Don’t make a movie based on one of my stories…

I occasionally review movies in this blog (obviously fewer during the pandemic). I’ve often said that the best ones are based on books (the best of them all is undoubtedly The Lord of the Rings trilogy). But there are inherent limitations found in that transfer of media from the written word to audiovisual film. The mere fact that a movie is usually between two and three hours long means it can’t possibly contain all the nuances found in a novel. Hollywood cuts, edits, and rewrites often damage the novelistic adventure when transferred to the silver screen as well.

But a recent very successful movie shows how Hollywood can even fail miserably at original storytelling—in fact, is more likely to do so because screenwriters aren’t novelists. In this case, not a flop at the box office—lots of moviegoers jumped on the bandwagon!—but in creating anything worthwhile for novel readers who expect a lot more. I’m writing about Barbie, of course. It has convinced me that I never want Hollywood to make a movie based on any of my stories!

This isn’t idle speculation about what I’d do if some producer or anyone else from Hollywood approached me. It’s a raging denial of Hollywood’s storytelling capabilities! You can savor a novel; it’s the product of a creative and inventive artist who is following the age-old tradition of storytelling. Hollywood can’t make anything that can compare with that personal relationship between reader and author because Hollywood is too mass-market; yet most moviegoers don’t read books so their expectations are low, playing into Hollywood’s hands—so when a movie is a flop, it’s really a disaster.

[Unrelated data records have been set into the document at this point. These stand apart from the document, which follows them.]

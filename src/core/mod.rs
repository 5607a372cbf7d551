mod aggregate;
mod engine;
mod error;
mod types;

pub use aggregate::aggregate_by_year;
pub use engine::{evaluate_cell, run_simulation};
pub use error::SimError;
pub use types::{
    CellResult, DEFAULT_RATIO, GlobalParameters, ProfitabilityMatrix, SimulationResult,
    YearSummary,
};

This isn’t idle speculation about any reaction I might have in the sense that some readers have told me that a particular title from my oeuvre would make a good movie. We’ve even discussed who would play whom at times, in particular for Detectives Castilblanco and Brookstone. (The mysteries and thrillers might receive better treatment from Hollywood, but my sci-fi would be far beyond the movie industry!) This is all a frivolous waste of time, of course. Hollywood could never do justice to even the shortest “Detectives Chen & Castilblanco” novel! And the complex intertwining of historical periods found in Son of Thunder (second book in the “Esther Brookstone Art Detective” series), arguably my best and most profound novel, would undoubtedly defeat the best Hollywood screenwriters!

In other words, I don’t want Hollywood to even try! And they won’t either, because they must appeal to a largely illiterate and audio-visually dependent yet passive audience that make few demands on quality but are great believers in hype (as in the case of Barbie).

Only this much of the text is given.